# Record extracts
//! The monetary keeper and its transactional execution scope.
//!
//! Every command and every hook step runs inside [`MonetaryKeeper::transact`]:
//! store writes go to a [`StagedStore`] overlay and ledger calls are
//! journaled. On success the overlay is committed as one batch; on failure it
//! is discarded and the journaled ledger calls are reversed, so a failed step
//! leaves both the store and the ledger as they were.

use crate::config::MonetaryConfig;
use crate::crosschain::{LengthCheckVerifier, PacketSender, ProofVerifier, RecordingPacketSender};
use crate::errors::Result;
use crate::events::{EventLog, MonetaryEvent};
use crate::state::MonetaryState;
use tracing::{error, warn};
use trichain_storage::{KvStore, StagedStore};
use trichain_treasury::BankLedger;
use trichain_types::{module_address, Address, Amount, VestingWindow};

/// Ledger call performed inside a transaction, kept for reversal.
#[derive(Debug, Clone, PartialEq, Eq)]
pub(crate) enum LedgerOp {
    Transfer {
        from: Address,
        to: Address,
        amount: Amount,
        now: i64,
    },
    Mint {
        module: &'static str,
        amount: Amount,
    },
    Burn {
        module: &'static str,
        amount: Amount,
    },
}

pub struct MonetaryKeeper<S: KvStore, B: BankLedger> {
    store: S,
    bank: B,
    config: MonetaryConfig,
    verifier: Box<dyn ProofVerifier>,
    packets: Box<dyn PacketSender>,
    events: EventLog,
}

impl<S: KvStore, B: BankLedger> MonetaryKeeper<S, B> {
    /// Keeper with the length-check proof verifier and a recording packet sender.
    pub fn new(store: S, bank: B, config: MonetaryConfig) -> Self {
        let verifier = Box::new(LengthCheckVerifier::new(config.min_proof_len));
        Self {
            store,
            bank,
            config,
            verifier,
            packets: Box::new(RecordingPacketSender::default()),
            events: EventLog::default(),
        }
    }

    pub fn with_verifier(mut self, verifier: Box<dyn ProofVerifier>) -> Self {
        self.verifier = verifier;
        self
    }

    pub fn with_packet_sender(mut self, packets: Box<dyn PacketSender>) -> Self {
        self.packets = packets;
        self
    }

    pub fn store(&self) -> &S {
        &self.store
    }

    pub fn bank(&self) -> &B {
        &self.bank
    }

    /// Direct ledger access for the host (fee deposits, test setup).
    pub fn bank_mut(&mut self) -> &mut B {
        &mut self.bank
    }

    pub fn config(&self) -> &MonetaryConfig {
        &self.config
    }

    pub fn events(&self) -> &EventLog {
        &self.events
    }

    pub fn drain_events(&mut self) -> Vec<MonetaryEvent> {
        self.events.drain()
    }

    /// Read-only view of the committed state.
    pub fn state(&self) -> MonetaryState<'_> {
        MonetaryState::new(&self.store)
    }

    pub fn is_initialized(&self) -> Result<bool> {
        self.state().is_initialized()
    }

    /// Run `f` atomically against the store and the ledger.
    pub(crate) fn transact<T>(
        &mut self,
        f: impl FnOnce(&mut KeeperTx<'_>) -> Result<T>,
    ) -> Result<T> {
        let staged = StagedStore::new(&self.store);
        let mut tx = KeeperTx {
            state: MonetaryState::new(&staged),
            bank: &mut self.bank,
            config: &self.config,
            verifier: self.verifier.as_ref(),
            packets: self.packets.as_mut(),
            events: Vec::new(),
            journal: Vec::new(),
        };
        let result = f(&mut tx);
        let KeeperTx {
            events, journal, ..
        } = tx;

        match result {
            Ok(value) => match staged.commit() {
                Ok(_) => {
                    self.events.extend(events);
                    Ok(value)
                }
                Err(err) => {
                    error!(target: "monetary", error = %err, "commit failed; reversing ledger calls");
                    rollback(&mut self.bank, journal);
                    Err(err.into())
                }
            },
            Err(err) => {
                if !journal.is_empty() {
                    warn!(
                        target: "monetary",
                        error = %err,
                        calls = journal.len(),
                        "operation failed; reversing ledger calls"
                    );
                }
                rollback(&mut self.bank, journal);
                Err(err)
            }
        }
    }
}

/// Reverse journaled ledger calls, newest first.
fn rollback(bank: &mut dyn BankLedger, journal: Vec<LedgerOp>) {
    for op in journal.into_iter().rev() {
        let outcome = match &op {
            LedgerOp::Transfer {
                from,
                to,
                amount,
                now,
            } => bank.send_coins(to, from, *amount, *now),
            LedgerOp::Mint { module, amount } => bank.burn_coins(module, *amount),
            LedgerOp::Burn { module, amount } => bank.mint_coins(module, *amount),
        };
        if let Err(err) = outcome {
            error!(target: "monetary", ?op, error = %err, "failed to reverse ledger call");
        }
    }
}

/// Execution scope handed to engine code by [`MonetaryKeeper::transact`].
pub struct KeeperTx<'a> {
    pub(crate) state: MonetaryState<'a>,
    bank: &'a mut dyn BankLedger,
    pub(crate) config: &'a MonetaryConfig,
    pub(crate) verifier: &'a dyn ProofVerifier,
    pub(crate) packets: &'a mut dyn PacketSender,
    events: Vec<MonetaryEvent>,
    journal: Vec<LedgerOp>,
}

impl KeeperTx<'_> {
    pub(crate) fn bank(&self) -> &dyn BankLedger {
        &*self.bank
    }

    pub(crate) fn emit(&mut self, event: MonetaryEvent) {
        self.events.push(event);
    }

    pub(crate) fn send(
        &mut self,
        from: &Address,
        to: &Address,
        amount: Amount,
        now: i64,
    ) -> Result<()> {
        if amount == 0 || from == to {
            return Ok(());
        }
        self.bank.send_coins(from, to, amount, now)?;
        self.journal.push(LedgerOp::Transfer {
            from: *from,
            to: *to,
            amount,
            now,
        });
        Ok(())
    }

    pub(crate) fn send_from_module(
        &mut self,
        module: &'static str,
        to: &Address,
        amount: Amount,
        now: i64,
    ) -> Result<()> {
        self.send(&module_address(module), to, amount, now)
    }

    pub(crate) fn mint_coins(&mut self, module: &'static str, amount: Amount) -> Result<()> {
        if amount == 0 {
            return Ok(());
        }
        self.bank.mint_coins(module, amount)?;
        self.journal.push(LedgerOp::Mint { module, amount });
        Ok(())
    }

    pub(crate) fn burn_coins(&mut self, module: &'static str, amount: Amount) -> Result<()> {
        if amount == 0 {
            return Ok(());
        }
        self.bank.burn_coins(module, amount)?;
        self.journal.push(LedgerOp::Burn { module, amount });
        Ok(())
    }

    pub(crate) fn create_vesting_account(
        &mut self,
        address: &Address,
        window: VestingWindow,
    ) -> Result<()> {
        self.bank.create_vesting_account(address, window)?;
        Ok(())
    }

    #[cfg(test)]
    pub(crate) fn journal_len(&self) -> usize {
        self.journal.len()
    }
}

#[cfg(test)]
mod tests {
    use super::*;
    use crate::errors::MonetaryError;
    use trichain_storage::MemoryStore;
    use trichain_treasury::InMemoryBank;
    use trichain_types::{BURN_ESCROW_MODULE, MONETARY_MODULE};

    fn keeper() -> MonetaryKeeper<MemoryStore, InMemoryBank> {
        MonetaryKeeper::new(MemoryStore::new(), InMemoryBank::new(), MonetaryConfig::default())
    }

    #[test]
    fn failed_transaction_discards_store_and_reverses_ledger() {
        let mut keeper = keeper();
        let alice = Address::from_label("alice");
        let result: Result<()> = keeper.transact(|tx| {
            tx.mint_coins(MONETARY_MODULE, 500)?;
            tx.send_from_module(MONETARY_MODULE, &alice, 200, 0)?;
            tx.state.add_minted(500)?;
            assert_eq!(tx.journal_len(), 2);
            Err(MonetaryError::InvalidAmount)
        });
        assert!(matches!(result, Err(MonetaryError::InvalidAmount)));
        assert_eq!(keeper.bank().total_supply(), 0);
        assert_eq!(keeper.bank().balance(&alice), 0);
        assert_eq!(keeper.state().supply().unwrap().current_supply, 0);
    }

    #[test]
    fn successful_transaction_commits_and_emits() {
        let mut keeper = keeper();
        keeper
            .transact(|tx| {
                tx.mint_coins(BURN_ESCROW_MODULE, 10)?;
                tx.state.add_minted(10)?;
                tx.emit(MonetaryEvent::ParamsUpdated { height: None });
                Ok(())
            })
            .unwrap();
        assert_eq!(keeper.state().supply().unwrap().total_minted, 10);
        assert_eq!(keeper.bank().module_balance(BURN_ESCROW_MODULE), 10);
        assert_eq!(keeper.drain_events().len(), 1);
        assert!(keeper.events().is_empty());
    }
}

# About this exercise
Looking only at the listing, say how many lines include "ProofVerifier"; reply with the number alone.

# Solution below
4